Stored dataset items
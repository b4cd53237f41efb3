//! YouTube Data API v3 client library.
//!
//! Covers the read-only, key-authenticated endpoints needed to walk a channel's uploads and
//! look up video lengths:
//!
//! - `channels.list` to find a channel's uploads playlist ([`channels`])
//! - `playlistItems.list` to page through that playlist ([`playlist_items`])
//! - `videos.list` for titles and durations, up to 50 ids per request ([`videos`])
//! - `search.list` restricted to channels ([`search`])
//!
//! # Example Usage
//!
//! ```rust,no_run
//! use yt_stats::youtube_api::{ApiKey, YouTubeClient};
//!
//! # async fn example() -> eyre::Result<()> {
//! let client = YouTubeClient::new(ApiKey::new("AIza..."), reqwest::Client::new());
//! let hits = client.search_channels_by_keyword("rust", 10).await?;
//! for hit in hits {
//!     println!("{} ({})", hit.snippet.title, hit.snippet.channel_id);
//! }
//! # Ok(())
//! # }
//! ```

pub mod channels;
pub mod client;
pub mod playlist_items;
pub mod search;
pub mod types;
pub mod videos;

// Re-export main types for convenience
pub use client::{ApiKey, DEFAULT_BASE_URL, YouTubeClient};
pub use types::{Page, PageInfo, PagedStream};

pub use channels::{Channel, ChannelContentDetails, RelatedPlaylists};
pub use playlist_items::PlaylistItem;
pub use search::SearchResult;
pub use videos::{Video, VideoContentDetails, VideoSnippet};
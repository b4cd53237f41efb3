//! Batched video detail lookups.

use crate::duration::parse_duration_seconds;
use crate::platform::VideoPlatform;
use crate::youtube_api::Video;
use eyre::WrapErr;
use tracing::instrument;

/// Most ids `videos.list` accepts in one request.
pub const MAX_IDS_PER_REQUEST: usize = 50;

/// A single upload and its length.
#[derive(Debug, Clone, PartialEq, Eq)]
pub struct VideoRecord {
    pub id: String,
    pub title: String,
    pub duration_seconds: u64,
}

impl TryFrom<Video> for VideoRecord {
    type Error = eyre::Report;

    fn try_from(video: Video) -> eyre::Result<Self> {
        let duration_seconds = parse_duration_seconds(&video.content_details.duration)
            .wrap_err_with(|| format!("decode duration of video {}", video.id))?;
        Ok(Self {
            id: video.id,
            title: video.snippet.title,
            duration_seconds,
        })
    }
}

/// Fetches title and length for every id in `video_ids`.
///
/// Issues one request per [`MAX_IDS_PER_REQUEST`] ids. Results come back in batch order; within
/// a batch they follow whatever order the platform responds in. Any failed batch aborts the
/// whole fetch. Videos the platform leaves out of a response (deleted, private) are skipped.
#[instrument(skip_all, fields(videos = video_ids.len()))]
pub async fn fetch_video_details<P: VideoPlatform>(
    api: &P,
    video_ids: &[String],
) -> eyre::Result<Vec<VideoRecord>> {
    let mut records = Vec::with_capacity(video_ids.len());

    for (batch_index, batch) in video_ids.chunks(MAX_IDS_PER_REQUEST).enumerate() {
        let videos = api.list_video_details(batch).await.wrap_err_with(|| {
            format!(
                "fetch details for batch {} ({} videos)",
                batch_index + 1,
                batch.len()
            )
        })?;

        if videos.len() != batch.len() {
            tracing::debug!(
                batch = batch_index + 1,
                requested = batch.len(),
                returned = videos.len(),
                "platform omitted some videos from the batch"
            );
        }

        for video in videos {
            records.push(VideoRecord::try_from(video)?);
        }
    }

    Ok(records)
}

Task to carry out
Write out each entry again, word for word.

Solution for this problem
repository b4cd53237f41efb3
//! YouTube Data API v3 client library.
//!
//! Covers the read-only, key-authenticated endpoints needed to walk a channel's uploads and
//! look up video lengths:
//!
//! - `channels.list` to find a channel's uploads playlist ([`channels`])
//! - `playlistItems.list` to page through that playlist ([`playlist_items`])
//! - `videos.list` for titles and durations, up to 50 ids per request ([`videos`])
//! - `search.list` restricted to channels ([`search`])
//!
//! # Example Usage
//!
//! ```rust,no_run
//! use yt_stats::youtube_api::{ApiKey, YouTubeClient};
//!
//! # async fn example() -> eyre::Result<()> {
//! let client = YouTubeClient::new(ApiKey::new("AIza..."), reqwest::Client::new());
//! let hits = client.search_channels_by_keyword("rust", 10).await?;
//! for hit in hits {
//!     println!("{} ({})", hit.snippet.title, hit.snippet.channel_id);
//! }
//! # Ok(())
//! # }
//! ```

pub mod channels;
pub mod client;
pub mod playlist_items;
pub mod search;
pub mod types;
pub mod videos;

// Re-export main types for convenience
pub use client::{ApiKey, DEFAULT_BASE_URL, YouTubeClient};
pub use types::{Page, PageInfo, PagedStream};

pub use channels::{Channel, ChannelContentDetails, RelatedPlaylists};
pub use playlist_items::PlaylistItem;
pub use search::SearchResult;
pub use videos::{Video, VideoContentDetails, VideoSnippet};
repository b4cd53237f41efb3
//! Batched video detail lookups.

use crate::duration::parse_duration_seconds;
use crate::platform::VideoPlatform;
use crate::youtube_api::Video;
use eyre::WrapErr;
use tracing::instrument;

/// Most ids `videos.list` accepts in one request.
pub const MAX_IDS_PER_REQUEST: usize = 50;

/// A single upload and its length.
#[derive(Debug, Clone, PartialEq, Eq)]
pub struct VideoRecord {
    pub id: String,
    pub title: String,
    pub duration_seconds: u64,
}

impl TryFrom<Video> for VideoRecord {
    type Error = eyre::Report;

    fn try_from(video: Video) -> eyre::Result<Self> {
        let duration_seconds = parse_duration_seconds(&video.content_details.duration)
            .wrap_err_with(|| format!("decode duration of video {}", video.id))?;
        Ok(Self {
            id: video.id,
            title: video.snippet.title,
            duration_seconds,
        })
    }
}

/// Fetches title and length for every id in `video_ids`.
///
/// Issues one request per [`MAX_IDS_PER_REQUEST`] ids. Results come back in batch order; within
/// a batch they follow whatever order the platform responds in. Any failed batch aborts the
/// whole fetch. Videos the platform leaves out of a response (deleted, private) are skipped.
#[instrument(skip_all, fields(videos = video_ids.len()))]
pub async fn fetch_video_details<P: VideoPlatform>(
    api: &P,
    video_ids: &[String],
) -> eyre::Result<Vec<VideoRecord>> {
    let mut records = Vec::with_capacity(video_ids.len());

    for (batch_index, batch) in video_ids.chunks(MAX_IDS_PER_REQUEST).enumerate() {
        let videos = api.list_video_details(batch).await.wrap_err_with(|| {
            format!(
                "fetch details for batch {} ({} videos)",
                batch_index + 1,
                batch.len()
            )
        })?;

        if videos.len() != batch.len() {
            tracing::debug!(
                batch = batch_index + 1,
                requested = batch.len(),
                returned = videos.len(),
                "platform omitted some videos from the batch"
            );
        }

        for video in videos {
            records.push(VideoRecord::try_from(video)?);
        }
    }

    Ok(records)
}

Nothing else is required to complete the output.